Keep only the lines of the data below that contain "FamilyId", and copy them.

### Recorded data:

···

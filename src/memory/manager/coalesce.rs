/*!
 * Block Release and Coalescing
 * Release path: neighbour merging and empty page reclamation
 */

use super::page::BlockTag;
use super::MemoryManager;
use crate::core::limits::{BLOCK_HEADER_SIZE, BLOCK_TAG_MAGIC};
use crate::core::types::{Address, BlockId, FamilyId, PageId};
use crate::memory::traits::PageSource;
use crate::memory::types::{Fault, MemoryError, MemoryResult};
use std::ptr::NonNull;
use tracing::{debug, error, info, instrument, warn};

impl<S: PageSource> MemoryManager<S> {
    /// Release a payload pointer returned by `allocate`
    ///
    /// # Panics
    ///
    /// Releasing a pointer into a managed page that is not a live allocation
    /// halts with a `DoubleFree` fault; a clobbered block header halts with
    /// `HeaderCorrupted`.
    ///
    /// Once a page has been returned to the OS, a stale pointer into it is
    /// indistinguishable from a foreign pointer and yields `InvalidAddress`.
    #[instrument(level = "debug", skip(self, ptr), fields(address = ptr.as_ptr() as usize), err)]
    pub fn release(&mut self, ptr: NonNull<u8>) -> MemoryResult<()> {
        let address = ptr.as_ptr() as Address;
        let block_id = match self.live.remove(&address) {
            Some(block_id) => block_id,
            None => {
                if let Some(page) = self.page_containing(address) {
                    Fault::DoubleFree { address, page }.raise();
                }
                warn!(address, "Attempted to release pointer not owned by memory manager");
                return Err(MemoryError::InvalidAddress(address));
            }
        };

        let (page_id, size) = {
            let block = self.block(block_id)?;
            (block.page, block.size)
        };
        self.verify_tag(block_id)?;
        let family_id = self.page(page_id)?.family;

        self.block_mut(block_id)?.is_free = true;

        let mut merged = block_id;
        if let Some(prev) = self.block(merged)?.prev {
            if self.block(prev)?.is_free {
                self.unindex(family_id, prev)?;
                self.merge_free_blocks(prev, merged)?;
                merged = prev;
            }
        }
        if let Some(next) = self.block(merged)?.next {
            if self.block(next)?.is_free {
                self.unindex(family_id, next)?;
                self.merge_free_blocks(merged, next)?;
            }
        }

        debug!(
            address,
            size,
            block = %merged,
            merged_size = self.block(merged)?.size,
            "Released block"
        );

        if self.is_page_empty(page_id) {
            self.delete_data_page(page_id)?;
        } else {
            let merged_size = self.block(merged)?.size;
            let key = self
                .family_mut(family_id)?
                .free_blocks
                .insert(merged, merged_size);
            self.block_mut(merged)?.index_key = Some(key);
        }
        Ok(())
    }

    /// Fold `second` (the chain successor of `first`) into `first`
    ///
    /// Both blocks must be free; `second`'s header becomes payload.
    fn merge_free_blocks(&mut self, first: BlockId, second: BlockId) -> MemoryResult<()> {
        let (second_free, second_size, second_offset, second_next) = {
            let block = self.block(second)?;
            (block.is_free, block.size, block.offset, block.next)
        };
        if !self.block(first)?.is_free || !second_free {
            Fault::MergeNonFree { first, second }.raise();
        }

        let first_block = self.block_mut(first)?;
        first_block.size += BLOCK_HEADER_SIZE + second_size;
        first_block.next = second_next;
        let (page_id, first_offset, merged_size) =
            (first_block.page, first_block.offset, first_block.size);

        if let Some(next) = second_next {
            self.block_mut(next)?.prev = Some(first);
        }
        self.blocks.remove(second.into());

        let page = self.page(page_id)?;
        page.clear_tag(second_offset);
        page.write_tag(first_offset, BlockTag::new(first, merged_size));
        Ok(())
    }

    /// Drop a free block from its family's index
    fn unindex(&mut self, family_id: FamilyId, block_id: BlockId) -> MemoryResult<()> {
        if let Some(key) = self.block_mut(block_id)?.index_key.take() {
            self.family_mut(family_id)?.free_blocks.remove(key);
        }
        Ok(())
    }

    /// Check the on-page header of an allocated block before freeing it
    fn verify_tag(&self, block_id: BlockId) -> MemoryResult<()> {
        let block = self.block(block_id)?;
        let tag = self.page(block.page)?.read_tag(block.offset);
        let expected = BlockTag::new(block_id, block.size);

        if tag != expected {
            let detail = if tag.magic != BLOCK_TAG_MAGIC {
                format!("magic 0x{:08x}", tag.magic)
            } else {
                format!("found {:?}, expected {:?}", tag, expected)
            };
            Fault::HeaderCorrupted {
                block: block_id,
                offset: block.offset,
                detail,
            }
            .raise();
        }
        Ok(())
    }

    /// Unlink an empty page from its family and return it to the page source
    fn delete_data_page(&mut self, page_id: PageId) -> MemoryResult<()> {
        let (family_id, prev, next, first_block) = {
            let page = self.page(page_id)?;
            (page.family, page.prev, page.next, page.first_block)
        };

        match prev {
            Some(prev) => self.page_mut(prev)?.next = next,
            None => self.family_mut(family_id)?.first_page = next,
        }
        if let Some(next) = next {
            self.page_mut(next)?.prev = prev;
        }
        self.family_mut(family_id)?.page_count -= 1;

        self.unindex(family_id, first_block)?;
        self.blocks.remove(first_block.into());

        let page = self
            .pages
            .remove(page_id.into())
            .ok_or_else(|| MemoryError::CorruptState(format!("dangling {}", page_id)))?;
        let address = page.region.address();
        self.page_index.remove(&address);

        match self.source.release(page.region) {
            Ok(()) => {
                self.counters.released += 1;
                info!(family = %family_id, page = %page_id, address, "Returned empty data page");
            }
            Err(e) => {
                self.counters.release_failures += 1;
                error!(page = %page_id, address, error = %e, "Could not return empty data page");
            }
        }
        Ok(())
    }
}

···

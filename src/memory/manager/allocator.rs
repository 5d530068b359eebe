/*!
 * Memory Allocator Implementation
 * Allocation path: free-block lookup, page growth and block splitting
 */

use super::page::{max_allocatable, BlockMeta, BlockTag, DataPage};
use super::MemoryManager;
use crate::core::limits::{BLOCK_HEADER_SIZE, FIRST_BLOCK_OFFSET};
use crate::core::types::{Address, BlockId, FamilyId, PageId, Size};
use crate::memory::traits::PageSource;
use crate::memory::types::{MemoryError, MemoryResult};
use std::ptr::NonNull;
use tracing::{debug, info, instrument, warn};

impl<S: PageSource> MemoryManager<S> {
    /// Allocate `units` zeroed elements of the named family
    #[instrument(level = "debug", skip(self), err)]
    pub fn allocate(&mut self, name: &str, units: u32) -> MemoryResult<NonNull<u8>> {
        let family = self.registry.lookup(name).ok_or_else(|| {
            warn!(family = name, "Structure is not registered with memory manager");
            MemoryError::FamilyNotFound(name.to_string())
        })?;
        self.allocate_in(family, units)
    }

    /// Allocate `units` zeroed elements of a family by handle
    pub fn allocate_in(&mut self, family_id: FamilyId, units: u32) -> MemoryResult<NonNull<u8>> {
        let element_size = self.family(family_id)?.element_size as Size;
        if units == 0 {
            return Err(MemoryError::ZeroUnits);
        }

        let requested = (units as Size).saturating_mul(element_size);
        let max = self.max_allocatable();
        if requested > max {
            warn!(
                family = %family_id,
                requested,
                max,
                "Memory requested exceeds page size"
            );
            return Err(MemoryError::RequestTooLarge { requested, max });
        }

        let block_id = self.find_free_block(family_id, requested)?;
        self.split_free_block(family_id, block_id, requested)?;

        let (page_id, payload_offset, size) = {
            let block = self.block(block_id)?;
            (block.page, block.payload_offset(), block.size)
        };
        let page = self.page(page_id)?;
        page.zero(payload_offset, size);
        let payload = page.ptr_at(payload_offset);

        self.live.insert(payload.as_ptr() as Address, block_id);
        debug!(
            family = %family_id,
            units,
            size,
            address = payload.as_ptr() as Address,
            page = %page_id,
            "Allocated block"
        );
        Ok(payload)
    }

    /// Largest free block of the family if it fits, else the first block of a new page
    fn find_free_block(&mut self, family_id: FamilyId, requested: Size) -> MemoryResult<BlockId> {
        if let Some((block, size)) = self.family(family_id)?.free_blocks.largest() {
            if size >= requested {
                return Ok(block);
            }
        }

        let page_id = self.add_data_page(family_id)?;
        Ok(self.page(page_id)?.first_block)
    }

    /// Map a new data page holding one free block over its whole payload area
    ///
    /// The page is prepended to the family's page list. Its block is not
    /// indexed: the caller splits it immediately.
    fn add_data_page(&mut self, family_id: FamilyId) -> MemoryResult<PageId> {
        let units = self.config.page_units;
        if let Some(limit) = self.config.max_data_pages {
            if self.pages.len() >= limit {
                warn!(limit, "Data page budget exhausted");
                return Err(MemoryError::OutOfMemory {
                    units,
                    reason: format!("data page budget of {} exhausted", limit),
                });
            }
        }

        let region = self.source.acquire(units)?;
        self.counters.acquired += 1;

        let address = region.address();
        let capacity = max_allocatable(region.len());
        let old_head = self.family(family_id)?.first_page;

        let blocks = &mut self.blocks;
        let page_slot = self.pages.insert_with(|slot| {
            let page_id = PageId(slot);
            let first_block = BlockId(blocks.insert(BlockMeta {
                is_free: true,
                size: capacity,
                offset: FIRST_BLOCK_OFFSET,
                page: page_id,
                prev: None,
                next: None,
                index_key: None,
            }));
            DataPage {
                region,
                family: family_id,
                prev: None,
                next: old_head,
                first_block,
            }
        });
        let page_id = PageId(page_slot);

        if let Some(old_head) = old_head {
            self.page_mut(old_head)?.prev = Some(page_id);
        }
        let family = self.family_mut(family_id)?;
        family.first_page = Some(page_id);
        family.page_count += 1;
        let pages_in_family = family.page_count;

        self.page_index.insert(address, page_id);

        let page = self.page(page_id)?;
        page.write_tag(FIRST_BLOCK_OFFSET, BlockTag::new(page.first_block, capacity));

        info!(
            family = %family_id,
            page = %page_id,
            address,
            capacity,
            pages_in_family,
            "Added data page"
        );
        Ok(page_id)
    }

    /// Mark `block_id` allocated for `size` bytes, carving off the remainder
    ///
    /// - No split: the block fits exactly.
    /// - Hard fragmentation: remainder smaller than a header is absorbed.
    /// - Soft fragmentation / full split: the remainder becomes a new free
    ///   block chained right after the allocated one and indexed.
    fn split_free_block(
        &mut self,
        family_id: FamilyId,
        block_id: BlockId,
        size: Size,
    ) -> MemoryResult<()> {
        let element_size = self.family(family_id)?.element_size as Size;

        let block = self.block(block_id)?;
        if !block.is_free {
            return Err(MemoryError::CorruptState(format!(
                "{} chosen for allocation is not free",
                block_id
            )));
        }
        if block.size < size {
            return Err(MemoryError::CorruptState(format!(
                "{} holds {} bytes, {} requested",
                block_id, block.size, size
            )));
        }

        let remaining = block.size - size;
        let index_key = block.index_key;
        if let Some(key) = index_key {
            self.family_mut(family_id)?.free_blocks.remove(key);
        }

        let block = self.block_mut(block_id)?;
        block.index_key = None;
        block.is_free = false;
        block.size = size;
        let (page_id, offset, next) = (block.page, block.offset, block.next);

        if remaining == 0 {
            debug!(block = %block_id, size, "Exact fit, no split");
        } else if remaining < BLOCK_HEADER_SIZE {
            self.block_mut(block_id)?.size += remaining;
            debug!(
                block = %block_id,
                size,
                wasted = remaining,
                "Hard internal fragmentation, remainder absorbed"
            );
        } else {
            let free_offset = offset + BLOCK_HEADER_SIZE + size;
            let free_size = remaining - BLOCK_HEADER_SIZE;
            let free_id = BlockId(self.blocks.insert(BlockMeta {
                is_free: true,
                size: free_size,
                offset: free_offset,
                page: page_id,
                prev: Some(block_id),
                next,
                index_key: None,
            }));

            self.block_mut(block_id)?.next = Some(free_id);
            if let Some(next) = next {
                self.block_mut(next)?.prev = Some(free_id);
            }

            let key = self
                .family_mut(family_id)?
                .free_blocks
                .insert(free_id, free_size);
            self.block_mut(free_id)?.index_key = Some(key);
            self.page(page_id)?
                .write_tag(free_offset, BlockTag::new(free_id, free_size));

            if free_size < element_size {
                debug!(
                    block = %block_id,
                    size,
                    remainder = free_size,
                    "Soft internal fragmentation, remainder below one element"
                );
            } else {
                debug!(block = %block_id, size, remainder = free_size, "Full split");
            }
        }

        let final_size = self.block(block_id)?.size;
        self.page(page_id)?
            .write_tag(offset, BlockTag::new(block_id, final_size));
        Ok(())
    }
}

···

### Answer to the problem:
use crate::core::types::{Address, BlockId, FamilyId, PageId};
    fn unindex(&mut self, family_id: FamilyId, block_id: BlockId) -> MemoryResult<()> {
use crate::core::types::{Address, BlockId, FamilyId, PageId, Size};
    pub fn allocate_in(&mut self, family_id: FamilyId, units: u32) -> MemoryResult<NonNull<u8>> {
    fn find_free_block(&mut self, family_id: FamilyId, requested: Size) -> MemoryResult<BlockId> {
    fn add_data_page(&mut self, family_id: FamilyId) -> MemoryResult<PageId> {
        family_id: FamilyId,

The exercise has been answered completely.